Jason M. Felice jasonf@Baldwingroup.COM
Mon Aug 23 15:30:01 1999


Problem Summary:
I have a grand total of eighteen Intel boxes with onboard eepro100 boards.  Two
or three of them have an additional PCI eepro100.  The ones with two NICS all
log the same messages during boot time in regards to the eepro100 boards.  One
of those machines, which is a pretty heavily hit box (about 16 CIPE nodes
generating traffic between 8-10 hours per day) has sufferred three unrecoverable
network outages to date, all of them with the same symptoms:

1) The box will not respond to traffic on either interface.
2) An `fping' job that runs every two hours, and other programs as well,
   reports ENOBUFS.  I'm assuming this is effect and not cause.
3) I get plenty of these:
   Aug 23 07:26:02 nccr-cle-c kernel: dst cache overflow
4) The only resolution so far has been to reboot the machine.

Interesting Notes:

kernel 2.2.7, eepro100.c v1.06 built as module, hacked RH5.2, using CIPE 1.2.0

Here is a snippet from the logs of what messages the driver emits during boot:
Aug 23 07:56:15 nccr-cle-c kernel: eth0: Intel EtherExpress Pro 10/100 at 0xef00, 00:90:27:3E:33:EA, IRQ 10.
Aug 23 07:56:15 nccr-cle-c kernel:   Board assembly 000000-000, Physical connectors present: RJ45
Aug 23 07:56:15 nccr-cle-c kernel:   Primary interface chip i82555 PHY #1.
Aug 23 07:56:15 nccr-cle-c kernel:   General self-test: passed.
Aug 23 07:56:15 nccr-cle-c kernel:   Serial sub-system self-test: passed.
Aug 23 07:56:15 nccr-cle-c kernel:   Internal registers self-test: passed.
Aug 23 07:56:15 nccr-cle-c kernel:   ROM checksum self-test: passed (0x04f4518b).
Aug 23 07:56:15 nccr-cle-c kernel:   Receiver lock-up workaround activated.
Aug 23 07:56:15 nccr-cle-c kernel: eth1: Intel EtherExpress Pro 10/100 at 0xed80, 00:90:27:54:9E:30, IRQ 11.
Aug 23 07:56:15 nccr-cle-c kernel:   Receiver lock-up bug exists -- enabling work-around.
Aug 23 07:56:15 nccr-cle-c kernel:   Board assembly 721383-006, Physical connectors present: RJ45
Aug 23 07:56:15 nccr-cle-c kernel:   Primary interface chip i82555 PHY #1.
Aug 23 07:56:15 nccr-cle-c kernel:   General self-test: passed.
Aug 23 07:56:15 nccr-cle-c kernel:   Serial sub-system self-test: passed.
Aug 23 07:56:15 nccr-cle-c kernel:   Internal registers self-test: passed.
Aug 23 07:56:15 nccr-cle-c kernel:   ROM checksum self-test: passed (0x04f4518b).
Aug 23 07:56:15 nccr-cle-c kernel: iplogd uses obsolete (PF_INET,SOCK_PACKET)
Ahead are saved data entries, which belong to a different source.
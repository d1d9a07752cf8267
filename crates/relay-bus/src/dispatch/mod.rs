//! # Local Dispatch
//!
//! - [`MessageDispatch`]: the dispatch tracker, one per locally handled message
//! - [`HandlerDispatcher`]: a [`MessageDispatcher`](crate::ports::MessageDispatcher)
//!   running registered async handlers on tokio tasks

mod context;
mod dispatcher;
mod tracker;

pub use context::MessageContext;
pub use dispatcher::{HandlerDispatcher, MessageHandler};
pub use tracker::{DispatchResult, HandlerError, MessageDispatch};
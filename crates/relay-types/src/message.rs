//! # Message Traits
//!
//! Every payload carried by the bus implements [`Message`]. Commands
//! (point-to-point) additionally implement [`Command`]; events (fan-out)
//! implement [`Event`].
//!
//! ```rust
//! use relay_types::{Command, Message, MessageTypeId};
//!
//! #[derive(Debug)]
//! struct PlaceOrder {
//!     quantity: u32,
//! }
//!
//! impl Message for PlaceOrder {}
//! impl Command for PlaceOrder {}
//!
//! let command = PlaceOrder { quantity: 3 };
//! let erased: &dyn Message = &command;
//! assert_eq!(erased.message_type_id(), MessageTypeId::of::<PlaceOrder>());
//! assert_eq!(erased.downcast_ref::<PlaceOrder>().map(|c| c.quantity), Some(3));
//! ```

use crate::entities::MessageTypeId;
use std::any::Any;
use std::fmt::Debug;

/// A payload that can travel on the bus.
pub trait Message: MessageObject + Debug + Send + Sync + 'static {
    /// Wire identifier of this message type.
    ///
    /// Defaults to the fully-qualified Rust type path. Override it to keep the
    /// identifier stable across crate reorganisations.
    fn type_name() -> MessageTypeId
    where
        Self: Sized,
    {
        MessageTypeId::new(std::any::type_name::<Self>())
    }
}

/// A message addressed to the single logical owner of its type.
pub trait Command: Message {}

/// A message published to every subscribed peer.
pub trait Event: Message {}

/// Object-safe view of a [`Message`], implemented for every message type.
pub trait MessageObject {
    /// Wire identifier of the concrete message type.
    fn message_type_id(&self) -> MessageTypeId;

    /// Upcast for downcasting to the concrete type.
    fn as_any(&self) -> &dyn Any;
}

impl<M: Message> MessageObject for M {
    fn message_type_id(&self) -> MessageTypeId {
        M::type_name()
    }

    fn as_any(&self) -> &dyn Any {
        self
    }
}

impl dyn Message {
    /// Borrow the concrete message, if it is an `M`.
    pub fn downcast_ref<M: Message>(&self) -> Option<&M> {
        self.as_any().downcast_ref::<M>()
    }

    /// Whether the concrete message is an `M`.
    pub fn is<M: Message>(&self) -> bool {
        self.as_any().is::<M>()
    }
}
//! Production clock and identifier providers.

use chrono::{DateTime, Utc};
use relay_types::MessageId;

use crate::ports::{MessageIdGenerator, TimeSource};

/// Wall-clock time source.
#[derive(Debug, Clone, Copy, Default)]
pub struct SystemTimeSource;

impl TimeSource for SystemTimeSource {
    fn now(&self) -> DateTime<Utc> {
        Utc::now()
    }
}

/// Generates UUIDv7 message identifiers.
#[derive(Debug, Clone, Copy, Default)]
pub struct UuidMessageIdGenerator;

impl MessageIdGenerator for UuidMessageIdGenerator {
    fn next_id(&self) -> MessageId {
        MessageId::next()
    }
}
The interesting note is the two different messages for the receiver lock-up
work around, e.g. this one on the first board:
Aug 23 07:56:15 nccr-cle-c kernel:   Receiver lock-up workaround activated.
and this one on the second board:
Aug 23 07:56:15 nccr-cle-c kernel:   Receiver lock-up bug exists -- enabling work-around.

Checking eepro100.c, on the second board it isn't really enabling the receiver
work-around.  As a matter of fact, the second message is emitted when
 (eeprom[3] & 0x03 != 0), and the first message is emitted when the lock-up
work-around is actually enabled, which is when (eeprom[3] & 0x03 != 3).

I don't have access to specs, so I can't determine whether the one message is
inaccurate or the enabling of the RX lock-up bug is inaccurate.  I hope there
is enough information here for someone who has access to specs to be able to
fix (something) easily :)

-Jason M. Felice

P.S. For the time being, I'm going to force the receiver lock-up workaround
for that machine on both cards, as it doesn't look like it can harm anything
(other than a bit of performance).